Interest rates are also in the spotlight across the region. As the Hungarian forint and the Polish zloty tumbled to record lows in the wake of the Russian invasion, the question is now how far central banks will go to raise interest rates.
Since the war began, the forint has lost nearly 9% against the euro and reached a historic low on Monday (March 7), when one euro was traded for almost 400 forints.
The significant weakening of the forint would probably force the central bank to take an extraordinary step, analysts said. On Tuesday (March 8), the central bank held what was scheduled as a non-rate-setting meeting. The Monetary Council did not discuss changing the base rate, but a decision was taken to widen the interest rate corridor: the overnight and one-week collateralized lending rates were raised by 100 basis points to 6.4%.
By widening the interest rate corridor, the council has increased its room for maneuver in monetary policy, which is crucial in the current situation, the MNB wrote in a note following the meeting.

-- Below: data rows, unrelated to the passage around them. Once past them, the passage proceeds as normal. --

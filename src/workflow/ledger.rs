//! Opt-in memory of decisions already delivered.
//!
//! Off by default: a second click on the same request message sends a second
//! notification. With the ledger on, only the first click per message counts.
//! A click claims its message before the notice is posted and gives the
//! claim back if posting fails, so a later click can retry.
//! The ledger lives in process memory, grows for the life of the process and
//! is lost on restart.

use std::collections::HashSet;
use std::sync::Mutex;

use crate::core::models::ActionClick;

#[derive(Debug, Clone, PartialEq, Eq, Hash)]
pub struct DecisionKey {
    pub channel_id: String,
    pub message_ts: String,
    pub requester_id: String,
}

impl DecisionKey {
    /// `None` when the click does not say which message it came from.
    #[must_use]
    pub fn from_click(click: &ActionClick) -> Option<Self> {
        Some(Self {
            channel_id: click.channel_id.clone()?,
            message_ts: click.message_ts.clone()?,
            requester_id: click.value.clone(),
        })
    }
}

#[derive(Debug, Default)]
pub struct DecisionLedger {
    decided: Mutex<HashSet<DecisionKey>>,
}

impl DecisionLedger {
    #[must_use]
    pub fn new() -> Self {
        Self::default()
    }

    /// Record `key`; returns `false` if it was already recorded.
    pub fn record(&self, key: DecisionKey) -> bool {
        match self.decided.lock() {
            Ok(mut set) => set.insert(key),
            Err(poisoned) => poisoned.into_inner().insert(key),
        }
    }

    /// Forget `key` so the next click on its message is handled.
    pub fn release(&self, key: &DecisionKey) {
        match self.decided.lock() {
            Ok(mut set) => set.remove(key),
            Err(poisoned) => poisoned.into_inner().remove(key),
        };
    }
}
//! Slack Web API client
//!
//! Plain-text posts go through slack-morphism; Block Kit payloads and
//! `views.open` are sent as raw JSON so the builders stay `serde_json::Value`.

use std::sync::Arc;
use std::time::Duration;

use async_trait::async_trait;
use reqwest::Client;
use serde_json::{Value, json};
use slack_morphism::hyper_tokio::{SlackClientHyperConnector, SlackHyperClient};
use slack_morphism::prelude::SlackApiChatPostMessageRequest;
use slack_morphism::{SlackApiToken, SlackApiTokenValue, SlackChannelId, SlackMessageContent};
use tracing::debug;

use super::platform::ChatPlatform;
use crate::core::models::{Delivery, OutboundMessage};
use crate::errors::BotError;

const SLACK_API_BASE: &str = "https://slack.com/api";

static HTTP_CLIENT: std::sync::LazyLock<Client> = std::sync::LazyLock::new(|| {
    Client::builder()
        .timeout(Duration::from_secs(30))
        .build()
        .unwrap_or_else(|_| Client::new())
});

/// Bot-token Slack client. No retries: a failed call is reported once.
pub struct SlackClient {
    client: Arc<SlackHyperClient>,
    token: SlackApiToken,
}

impl SlackClient {
    /// # Errors
    ///
    /// Returns an error if the HTTPS connector cannot be built.
    pub fn new(token: String) -> Result<Self, BotError> {
        let connector = SlackClientHyperConnector::new().map_err(|e| {
            BotError::HttpError(format!("Failed to create Slack HTTP connector: {e}"))
        })?;
        Ok(Self {
            client: Arc::new(SlackHyperClient::new(connector)),
            token: SlackApiToken::new(SlackApiTokenValue::new(token)),
        })
    }

    /// The shared slack-morphism client, reused by the Socket Mode listener.
    #[must_use]
    pub fn hyper_client(&self) -> Arc<SlackHyperClient> {
        Arc::clone(&self.client)
    }

    async fn post_text(&self, channel: &str, text: &str) -> Result<Delivery, BotError> {
        let session = self.client.open_session(&self.token);
        let post_req = SlackApiChatPostMessageRequest::new(
            SlackChannelId(channel.to_string()),
            SlackMessageContent::new().with_text(text.to_string()),
        );

        let resp = session.chat_post_message(&post_req).await?;
        Ok(Delivery {
            channel: resp.channel.0,
            ts: resp.ts.0,
        })
    }

    async fn post_blocks(
        &self,
        channel: &str,
        text_fallback: &str,
        blocks: &Value,
    ) -> Result<Delivery, BotError> {
        let payload = json!({
            "channel": channel,
            "text": text_fallback,
            "blocks": blocks,
        });

        let body = self.call_api("chat.postMessage", &payload).await?;
        Ok(Delivery {
            channel: body
                .get("channel")
                .and_then(Value::as_str)
                .unwrap_or(channel)
                .to_string(),
            ts: body
                .get("ts")
                .and_then(Value::as_str)
                .unwrap_or_default()
                .to_string(),
        })
    }

    async fn call_api(&self, method: &str, payload: &Value) -> Result<Value, BotError> {
        let resp = HTTP_CLIENT
            .post(format!("{SLACK_API_BASE}/{method}"))
            .bearer_auth(&self.token.token_value.0)
            .json(payload)
            .send()
            .await
            .map_err(|e| BotError::HttpError(format!("{method}: {e}")))?;

        if !resp.status().is_success() {
            return Err(BotError::ApiError(format!(
                "{method} HTTP {}",
                resp.status()
            )));
        }

        let body: Value = resp
            .json()
            .await
            .map_err(|e| BotError::ParseError(format!("{method} JSON parse error: {e}")))?;

        check_ok(method, &body)?;
        Ok(body)
    }
}

/// Slack answers HTTP 200 even for failures; the verdict is in `ok`.
fn check_ok(method: &str, body: &Value) -> Result<(), BotError> {
    if body.get("ok").and_then(Value::as_bool).unwrap_or(false) {
        Ok(())
    } else {
        Err(BotError::ApiError(format!(
            "{method} error: {}",
            body.get("error")
                .and_then(Value::as_str)
                .unwrap_or("unknown")
        )))
    }
}

#[async_trait]
impl ChatPlatform for SlackClient {
    async fn post_message(&self, message: &OutboundMessage) -> Result<Delivery, BotError> {
        debug!(channel = %message.channel, has_blocks = message.blocks.is_some(), "chat.postMessage");
        match &message.blocks {
            Some(blocks) => {
                self.post_blocks(&message.channel, &message.text, blocks)
                    .await
            }
            None => self.post_text(&message.channel, &message.text).await,
        }
    }

    async fn open_view(&self, trigger_id: &str, view: &Value) -> Result<(), BotError> {
        let payload = json!({
            "trigger_id": trigger_id,
            "view": view
        });
        self.call_api("views.open", &payload).await.map(|_| ())
    }
}
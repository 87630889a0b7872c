use serde_json::{Value, json};

use crate::core::models::ApprovalForm;
use crate::errors::BotError;

pub const APPROVAL_MODAL_CALLBACK_ID: &str = "approval_request_modal";
pub const APPROVER_BLOCK_ID: &str = "approver_block";
pub const APPROVER_ACTION_ID: &str = "approver";
pub const APPROVAL_TEXT_BLOCK_ID: &str = "approval_text_block";
pub const APPROVAL_TEXT_ACTION_ID: &str = "approval_text";

/// Build the "Request Approval" modal.
///
/// Two required inputs: a `users_select` for the approver and a multiline
/// `plain_text_input` for the request body.
#[must_use]
pub fn build_approval_modal() -> Value {
    let blocks = vec![
        json!({
            "type": "input",
            "block_id": APPROVER_BLOCK_ID,
            "label": { "type": "plain_text", "text": "Select Approver" },
            "element": { "type": "users_select", "action_id": APPROVER_ACTION_ID }
        }),
        json!({
            "type": "input",
            "block_id": APPROVAL_TEXT_BLOCK_ID,
            "label": { "type": "plain_text", "text": "Approval Text" },
            "element": {
                "type": "plain_text_input",
                "action_id": APPROVAL_TEXT_ACTION_ID,
                "multiline": true
            }
        }),
    ];

    json!({
        "type": "modal",
        "callback_id": APPROVAL_MODAL_CALLBACK_ID,
        "title": { "type": "plain_text", "text": "Request Approval" },
        "submit": { "type": "plain_text", "text": "Submit" },
        "blocks": blocks
    })
}

/// Read the approver and body out of `view.state.values`.
///
/// A missing approver is a malformed submission. A missing or null text value
/// is read as the empty string.
///
/// # Errors
///
/// Returns `BotError::ParseError` if no approver was selected.
pub fn extract_approval_form(values: &Value) -> Result<ApprovalForm, BotError> {
    let approver_id = values
        .get(APPROVER_BLOCK_ID)
        .and_then(|b| b.get(APPROVER_ACTION_ID))
        .and_then(|a| a.get("selected_user"))
        .and_then(Value::as_str)
        .filter(|id| !id.is_empty())
        .ok_or_else(|| {
            BotError::ParseError(format!(
                "{APPROVER_BLOCK_ID}.{APPROVER_ACTION_ID}.selected_user missing"
            ))
        })?;

    let body = values
        .get(APPROVAL_TEXT_BLOCK_ID)
        .and_then(|b| b.get(APPROVAL_TEXT_ACTION_ID))
        .and_then(|a| a.get("value"))
        .and_then(Value::as_str)
        .unwrap_or("");

    Ok(ApprovalForm {
        approver_id: approver_id.to_string(),
        body: body.to_string(),
    })
}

The central bank added that, if necessary, it stands ready to continue to respond quickly and flexibly to commodity and financial market risks arising from the rapidly changing environment by changing the one-week deposit rate.
However, some say that is not enough. “The zloty, the forint and the (Czech) koruna are all likely to remain weak despite attempts by their respective central banks to contain losses, either through tighter monetary policy at home or open-market intervention,” UniCredit economists said in a note, cited by news outlet Bloomberg.
Numbers to Watch in the Coming Weeks
The Central Statistical Office will publish the January data of the Hungarian construction sector on March 16, followed by commercial accommodation establishment statistics the next day. On March 22, the Monetary Council of the MNB will hold its regular rate-setting meeting.